• WORK REQUIRED:
Transcribe the data exactly, stopping after the "a new bridge." line.

[[ EXTRACTED MATERIAL open ]]

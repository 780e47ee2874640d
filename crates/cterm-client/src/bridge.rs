//! Lifecycle coordinator for one terminal dialog.
//!
//! Sequences component creation on open (negotiate, channel, surface) and
//! guarantees idempotent, exactly-once teardown on every close path:
//! explicit close, surface detach, negotiation or channel failure. A
//! bridge serves one dialog; reopening for another cluster means building
//! a new bridge.

use std::sync::{Arc, Mutex as StdMutex};
use std::time::Duration;

use tokio::sync::{mpsc, watch, Mutex};
use tokio::task::JoinHandle;

use cterm_core::transport::{BoxFuture, TransportPair};
use cterm_core::{CtermError, CtermResult};

use crate::channel::{ChannelState, TerminalChannel};
use crate::negotiate::Negotiator;
use crate::surface::{Surface, SurfaceEvent};
use crate::transport;

/// Delay before the first geometry fit, so the surface is measured after
/// it has settled rather than at zero size.
const SETTLE_DELAY: Duration = Duration::from_millis(75);

/// Dialog lifecycle state, observable by the host (spinner, error
/// banner, live terminal).
#[derive(Debug, Clone, Copy, PartialEq, Eq)]
pub enum BridgeState {
    Unopened,
    Opening,
    Live,
    Closing,
    Closed,
}

/// Produces a connected transport pair for a channel URL. The default
/// implementation opens a credentialed WebSocket; tests substitute an
/// in-memory pair.
pub type ConnectFn =
    Box<dyn Fn(String) -> BoxFuture<'static, CtermResult<TransportPair>> + Send + Sync>;

/// The terminal dialog: negotiator + channel + surface under one
/// lifecycle.
///
/// Errors are reported through the state watch and [`last_error`], never
/// returned from `open` — the host sees state, not exceptions, and no
/// path parks the dialog in `Opening` forever.
///
/// [`last_error`]: TerminalBridge::last_error
pub struct TerminalBridge {
    inner: Arc<BridgeInner>,
}

struct BridgeInner {
    negotiator: Negotiator,
    connect: ConnectFn,
    state: watch::Sender<BridgeState>,
    surface: Mutex<Box<dyn Surface>>,
    channel: Mutex<Option<TerminalChannel>>,
    pump: Mutex<Option<JoinHandle<()>>>,
    last_error: StdMutex<Option<String>>,
}

impl TerminalBridge {
    /// Build a bridge that opens its channel over a credentialed
    /// WebSocket derived from the negotiator's base URL.
    pub fn new(negotiator: Negotiator, surface: Box<dyn Surface>) -> Self {
        let credentials = negotiator.credentials().clone();
        let connect: ConnectFn = Box::new(move |url: String| {
            let credentials = credentials.clone();
            Box::pin(async move { transport::websocket::connect(&url, &credentials).await })
        });
        Self::with_connector(negotiator, surface, connect)
    }

    /// Build a bridge with an explicit transport connector.
    pub fn with_connector(
        negotiator: Negotiator,
        surface: Box<dyn Surface>,
        connect: ConnectFn,
    ) -> Self {
        let (state, _) = watch::channel(BridgeState::Unopened);
        Self {
            inner: Arc::new(BridgeInner {
                negotiator,
                connect,
                state,
                surface: Mutex::new(surface),
                channel: Mutex::new(None),
                pump: Mutex::new(None),
                last_error: StdMutex::new(None),
            }),
        }
    }

    /// Open the dialog against `cluster`.
    ///
    /// Only valid from `Unopened`; duplicate or concurrent opens are
    /// ignored with a warning. Returns once the dialog is `Live` or has
    /// reached `Closed` after a failure — inspect [`last_error`] for the
    /// reason.
    ///
    /// [`last_error`]: TerminalBridge::last_error
    pub async fn open(&self, cluster: &str) {
        let proceed = self.inner.state.send_if_modified(|s| {
            if matches!(s, BridgeState::Unopened) {
                *s = BridgeState::Opening;
                true
            } else {
                false
            }
        });
        if !proceed {
            tracing::warn!(cluster, "open ignored: dialog already used");
            return;
        }

        if let Err(e) = self.try_open(cluster).await {
            // A close that raced the open is not a failure of the dialog.
            if matches!(*self.inner.state.borrow(), BridgeState::Opening) {
                self.inner.record_error(e.to_string());
            }
            // A finished teardown may have emptied the channel slot before
            // try_open stored into it.
            if let Some(channel) = self.inner.channel.lock().await.take() {
                channel.close();
            }
            self.inner.shutdown().await;
        }
    }

    async fn try_open(&self, cluster: &str) -> CtermResult<()> {
        let descriptor = self.inner.negotiator.negotiate(cluster).await?;

        // The dialog may have been closed while the negotiation was in
        // flight; a late descriptor must not open a channel.
        if !matches!(*self.inner.state.borrow(), BridgeState::Opening) {
            tracing::debug!("discarding negotiation result, dialog no longer opening");
            return Ok(());
        }

        let url = self.inner.negotiator.channel_url(&descriptor.session_id);
        let mut channel = TerminalChannel::open((self.inner.connect)(url));
        let frames = channel
            .take_frames()
            .ok_or_else(|| CtermError::Channel("channel frames already taken".into()))?;
        let mut channel_states = channel.states();

        // Stored before waiting so a racing close() can reach it.
        *self.inner.channel.lock().await = Some(channel);

        // The store may have landed after a racing teardown already
        // emptied the slot; release the channel it could not see.
        if !matches!(*self.inner.state.borrow(), BridgeState::Opening) {
            if let Some(channel) = self.inner.channel.lock().await.take() {
                channel.close();
            }
            return Ok(());
        }

        let settled = channel_states
            .wait_for(|s| !matches!(s, ChannelState::Idle | ChannelState::Connecting))
            .await
            .map_err(|_| CtermError::Channel("channel state watch closed".into()))?
            .clone();
        match settled {
            ChannelState::Open => {}
            ChannelState::Failed { reason } => return Err(CtermError::Transport(reason)),
            // Closed under us: teardown is already in progress.
            ChannelState::Closed => return Ok(()),
            ChannelState::Idle | ChannelState::Connecting => unreachable!(),
        }

        let events = {
            let mut surface = self.inner.surface.lock().await;
            surface.mount()?;
            surface
                .events()
                .ok_or_else(|| CtermError::Channel("surface events already taken".into()))?
        };

        let live = self.inner.state.send_if_modified(|s| {
            if matches!(s, BridgeState::Opening) {
                *s = BridgeState::Live;
                true
            } else {
                false
            }
        });
        if !live {
            // close() won the race; release the channel it may have missed.
            if let Some(channel) = self.inner.channel.lock().await.take() {
                channel.close();
            }
            return Ok(());
        }

        tracing::info!(endpoint = %descriptor.endpoint(), "terminal dialog live");
        let pump = tokio::spawn(pump(self.inner.clone(), frames, events, channel_states));
        *self.inner.pump.lock().await = Some(pump);
        Ok(())
    }

    /// Close the dialog. Idempotent and safe to call from racing
    /// triggers; the second caller observes `Closing`/`Closed` and does
    /// nothing.
    pub async fn close(&self) {
        // A close before open marks the dialog spent.
        self.inner.state.send_if_modified(|s| {
            if matches!(s, BridgeState::Unopened) {
                *s = BridgeState::Closed;
                true
            } else {
                false
            }
        });
        self.inner.shutdown().await;
    }

    /// Observe dialog state transitions.
    pub fn states(&self) -> watch::Receiver<BridgeState> {
        self.inner.state.subscribe()
    }

    /// The current dialog state.
    pub fn state(&self) -> BridgeState {
        *self.inner.state.borrow()
    }

    /// The first recorded failure detail, if the dialog ended with one.
    pub fn last_error(&self) -> Option<String> {
        self.inner.last_error.lock().unwrap().clone()
    }

    /// Resolve once the dialog reaches `Closed`.
    pub async fn wait(&self) {
        let mut states = self.inner.state.subscribe();
        let _ = states
            .wait_for(|s| matches!(s, BridgeState::Closed))
            .await;
    }
}

impl BridgeInner {
    /// Record the first failure; later failures are side effects of the
    /// teardown the first one triggered.
    fn record_error(&self, detail: String) {
        let mut slot = self.last_error.lock().unwrap();
        if slot.is_none() {
            tracing::warn!(detail = %detail, "terminal dialog error");
            *slot = Some(detail);
        }
    }

    /// Tear the dialog down exactly once. Channel close and surface
    /// dispose run independently; neither can skip the other.
    async fn shutdown(&self) {
        let proceed = self.state.send_if_modified(|s| {
            if matches!(s, BridgeState::Opening | BridgeState::Live) {
                *s = BridgeState::Closing;
                true
            } else {
                false
            }
        });
        if !proceed {
            return;
        }
        tracing::debug!("tearing down terminal dialog");

        if let Some(channel) = self.channel.lock().await.take() {
            channel.close();
        }
        self.surface.lock().await.dispose();

        self.state.send_replace(BridgeState::Closed);
    }
}

/// The dialog pump: shuttles frames to the surface and surface input to
/// the channel, refits geometry on resize, and initiates teardown when
/// any side ends.
async fn pump(
    inner: Arc<BridgeInner>,
    mut frames: mpsc::Receiver<Vec<u8>>,
    mut events: mpsc::Receiver<SurfaceEvent>,
    mut channel_states: watch::Receiver<ChannelState>,
) {
    // Initial fit after a short settle delay, so the first measurement
    // does not see a zero-size surface.
    let settle = tokio::time::sleep(SETTLE_DELAY);
    tokio::pin!(settle);
    let mut settled = false;

    loop {
        tokio::select! {
            _ = &mut settle, if !settled => {
                settled = true;
                inner.surface.lock().await.fit();
            }

            frame = frames.recv() => match frame {
                Some(bytes) => inner.surface.lock().await.write(&bytes),
                // Channel pump ended; report why before tearing down.
                None => {
                    let state = channel_states.borrow_and_update().clone();
                    report_channel_end(&inner, state).await;
                    break;
                }
            },

            event = events.recv() => match event {
                Some(SurfaceEvent::Input(bytes)) => {
                    if let Some(channel) = inner.channel.lock().await.as_ref() {
                        channel.send(&bytes).await;
                    }
                }
                Some(SurfaceEvent::Resized(_, _)) => inner.surface.lock().await.fit(),
                Some(SurfaceEvent::CloseRequested) | None => {
                    tracing::debug!("surface requested close");
                    break;
                }
            },

            changed = channel_states.changed() => {
                if changed.is_err() {
                    break;
                }
                let state = channel_states.borrow_and_update().clone();
                if report_channel_end(&inner, state).await {
                    break;
                }
            }
        }
    }

    inner.shutdown().await;
}

/// If the channel reached a terminal state, write the inline notice to
/// the surface and record the failure. Returns whether the session ended.
///
/// Notices belong to channel-initiated endings only: when the dialog is
/// already `Closing`/`Closed` the teardown was host-driven, the surface
/// is on its way out, and the transition is a side effect not worth
/// reporting.
async fn report_channel_end(inner: &Arc<BridgeInner>, state: ChannelState) -> bool {
    let reason = match state {
        ChannelState::Failed { reason } => Some(reason),
        ChannelState::Closed => None,
        _ => return false,
    };
    if !matches!(*inner.state.borrow(), BridgeState::Live) {
        return true;
    }
    match reason {
        Some(reason) => {
            inner.record_error(reason.clone());
            inner
                .surface
                .lock()
                .await
                .write(format!("\r\n[cterm] connection error: {reason}\r\n").as_bytes());
        }
        None => {
            inner
                .surface
                .lock()
                .await
                .write(b"\r\n[cterm] connection closed\r\n");
        }
    }
    true
}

[[ EXTRACTED MATERIAL closed ]]

• EXERCISE RESPONSE:
repository 780e47ee2874640d
filename crates/cterm-client/src/bridge.rs
//! Lifecycle coordinator for one terminal dialog.
//!
//! Sequences component creation on open (negotiate, channel, surface) and
//! guarantees idempotent, exactly-once teardown on every close path:
//! explicit close, surface detach, negotiation or channel failure. A
//! bridge serves one dialog; reopening for another cluster means building
//! a new bridge.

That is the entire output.